Boulogne Billancourt, fin mars 2023. Recouvert d’une charpente en acier, censé couvrir son terrain, le court Suzanne Lenglen se prépare à interrompre les travaux entamés en juillet 2021 jusqu’en septembre prochain. Un chantier dont l’objectif est de rendre le stade hermétique à toutes pluies et intempéries avec une toile, protégeant la terre ocre de Roland-Garros. Une toile en hommage à Suzanne Lenglen, ayant pour habitude de jouer ses matchs avec une jupe plissée. Deuxième plus grand court du Grand Chelem français, Suzanne Lenglen est pourtant la première femme du tennis à trouver une renommée internationale.

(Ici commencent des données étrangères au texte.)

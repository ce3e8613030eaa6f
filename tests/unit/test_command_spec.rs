//! Unit Tests for Command Line Construction
//!
//! Verifies the platform-normalized interpreter command for both host
//! families and for customized interpreter configurations.

use std::path::PathBuf;

use ktspad::session::CommandSpec;
use ktspad::InterpreterConfig;

#[test]
fn test_default_posix_invocation() {
    let spec = CommandSpec::for_platform(&InterpreterConfig::default(), false);
    assert_eq!(
        spec.tokens(),
        &[
            "/usr/bin/env".to_string(),
            "kotlinc".to_string(),
            "-script".to_string(),
            "TempKotlin.kts".to_string(),
        ]
    );
}

#[test]
fn test_default_windows_invocation() {
    let spec = CommandSpec::for_platform(&InterpreterConfig::default(), true);
    assert_eq!(spec.program(), "cmd");
    assert_eq!(spec.args()[0], "/c");
    assert_eq!(spec.args()[1], "kotlinc");
}

#[test]
fn test_custom_interpreter() {
    let cfg = InterpreterConfig {
        binary: "kotlin".to_string(),
        script_flag: "-howtorun".to_string(),
        script_path: PathBuf::from("scratch/Work.kts"),
        source_extension: "kts".to_string(),
    };
    let spec = CommandSpec::for_platform(&cfg, false);
    assert_eq!(
        spec.tokens(),
        &[
            "/usr/bin/env".to_string(),
            "kotlin".to_string(),
            "-howtorun".to_string(),
            "scratch/Work.kts".to_string(),
        ]
    );
}

#[test]
fn test_program_and_args_split() {
    let spec = CommandSpec::for_platform(&InterpreterConfig::default(), false);
    assert_eq!(spec.program(), "/usr/bin/env");
    assert_eq!(spec.args().len(), 3);
}

#[test]
fn test_current_platform_constructor() {
    // `new` must agree with the explicit platform variant for this host
    let cfg = InterpreterConfig::default();
    assert_eq!(
        CommandSpec::new(&cfg),
        CommandSpec::for_platform(&cfg, cfg!(windows))
    );
}

#[test]
fn test_display_format() {
    let spec = CommandSpec::for_platform(&InterpreterConfig::default(), false);
    assert_eq!(format!("{}", spec), "/usr/bin/env kotlinc -script TempKotlin.kts");
}
//! Session Event System
//!
//! Events are how the relay crosses back into the caller's world: instead of
//! re-entering the UI thread directly, the relay publishes to a broadcast
//! bus and the UI layer marshals events onto its own event loop. Per-line
//! order is preserved for each subscriber.
//!
//! Ordering contract for one run: `Started`, then every `Line` in receive
//! order (the exit-code line last), then `Ended`, then at most one
//! `CleanupFailed`. No `Line` event follows `Ended`.

use std::path::PathBuf;
use std::sync::Arc;
use tokio::sync::{broadcast, RwLock};

use crate::models::{OutputLine, RunResult};

/// Events emitted over the lifetime of a script session
#[derive(Debug, Clone)]
pub enum SessionEvent {
    /// The interpreter process has been spawned; no line precedes this
    Started {
        /// The session identifier
        session_id: String,
        /// Process ID of the interpreter
        pid: Option<u32>,
    },
    /// One line of merged interpreter output, in receive order
    Line {
        /// The session identifier
        session_id: String,
        /// The classified output line
        line: OutputLine,
    },
    /// The run terminated; the exit-code line has already been delivered
    Ended {
        /// The session identifier
        session_id: String,
        /// Terminal run summary
        result: RunResult,
    },
    /// Deleting the script artifact failed after the run
    CleanupFailed {
        /// The session identifier
        session_id: String,
        /// Path of the artifact that could not be deleted
        path: PathBuf,
        /// Why deletion failed
        reason: String,
    },
}

impl SessionEvent {
    /// The session this event belongs to
    pub fn session_id(&self) -> &str {
        match self {
            SessionEvent::Started { session_id, .. }
            | SessionEvent::Line { session_id, .. }
            | SessionEvent::Ended { session_id, .. }
            | SessionEvent::CleanupFailed { session_id, .. } => session_id,
        }
    }
}

/// Subscription handle for receiving session events
pub struct SessionEventSubscription {
    receiver: broadcast::Receiver<SessionEvent>,
}

impl SessionEventSubscription {
    /// Receive the next event, waiting if necessary.
    ///
    /// Returns `None` once the bus is closed and drained.
    pub async fn recv(&mut self) -> Option<SessionEvent> {
        match self.receiver.recv().await {
            Ok(event) => Some(event),
            Err(broadcast::error::RecvError::Closed) => None,
            Err(broadcast::error::RecvError::Lagged(count)) => {
                tracing::warn!("Session event subscriber lagged by {} events", count);
                self.receiver.recv().await.ok()
            }
        }
    }

    /// Try to receive an event without blocking
    pub fn try_recv(&mut self) -> Option<SessionEvent> {
        match self.receiver.try_recv() {
            Ok(event) => Some(event),
            Err(broadcast::error::TryRecvError::Empty) => None,
            Err(broadcast::error::TryRecvError::Closed) => None,
            Err(broadcast::error::TryRecvError::Lagged(count)) => {
                tracing::warn!("Session event subscriber lagged by {} events", count);
                self.try_recv()
            }
        }
    }
}

/// Broadcast bus for publishing and subscribing to session events
#[derive(Clone)]
pub struct SessionEventBus {
    sender: broadcast::Sender<SessionEvent>,
    /// Active subscribers count (for monitoring)
    active_subscribers: Arc<RwLock<usize>>,
}

impl SessionEventBus {
    /// Create a new event bus with the specified buffering capacity
    pub fn new(capacity: usize) -> Self {
        let (sender, _) = broadcast::channel(capacity);
        Self {
            sender,
            active_subscribers: Arc::new(RwLock::new(0)),
        }
    }

    /// Subscribe to session events
    pub async fn subscribe(&self) -> SessionEventSubscription {
        let receiver = self.sender.subscribe();
        let mut count = self.active_subscribers.write().await;
        *count += 1;
        SessionEventSubscription { receiver }
    }

    /// Publish an event to all subscribers
    pub fn publish(&self, event: SessionEvent) {
        // Ignore errors - they just mean no subscribers are active
        let _ = self.sender.send(event);
    }

    /// Number of subscriptions handed out
    pub async fn subscriber_count(&self) -> usize {
        *self.active_subscribers.read().await
    }
}

impl Default for SessionEventBus {
    fn default() -> Self {
        Self::new(256)
    }
}
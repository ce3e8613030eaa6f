//! Lexical Highlighting
//!
//! A pure, single-pass highlighter: source text in, ordered style spans out.
//! The scanner classifies non-overlapping lexical tokens (keywords, bracket
//! kinds, strings, comments, statement separators) and the span builder folds
//! them into a gap/token partition of the whole text. Stateless between
//! calls; the caller decides when to recompute via [`is_content_change`].

pub mod scanner;
pub mod spans;

// Re-exports for convenience
pub use scanner::{tokenize, Token, TokenKind, KEYWORDS};
pub use spans::{compute_highlighting, is_content_change, StyleClass, StyleSpan};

Une enfance cadrée par son père
Depuis sa naissance en 1899, Suzanne Lenglen côtoie un milieu embourgeoisé, habitué des terrains de
tennis. L’histoire de celle que l’on surnomme « la Divine » est incontestablement construite par son père Charles. Passionné de sports, ce dernier découvre le talent de sa fille pour la balle jaune et devient son entraîneur. Aujourd’hui, nous pourrions même parler d’agent, puisqu’il s’occupait de la gestion des tournois auxquels participait sa fille dans son début de carrière. Charles l’entrainera d’abord dans sur son terrain privé de Marest-sur-Matz dans l’Oise, et la jeune Suzanne remporte ses premiers tournois nordistes tels que Lille ou Le Touquet. L’invasion Allemande de 1914 poussera la famille Lenglen à se rendre à Nice, une région où fleurissent les cours de terre battue. Suzanne s’y entrainera avec des hommes, renforçant son physique et son jeu. Parmi eux, Anthony Wilding, légende masculine de la discipline, qui la contacte pour jouer en double mixte. Quadruple vainqueur de Wimbledon et double-vainqueur de Roland Garros, il décèdera tragiquement au front en 1915. Quatre années après, le conflit se termine. Suzanne est âgée de 20 ans en 1919 et elle s’apprête à remporter son plus grand succès international.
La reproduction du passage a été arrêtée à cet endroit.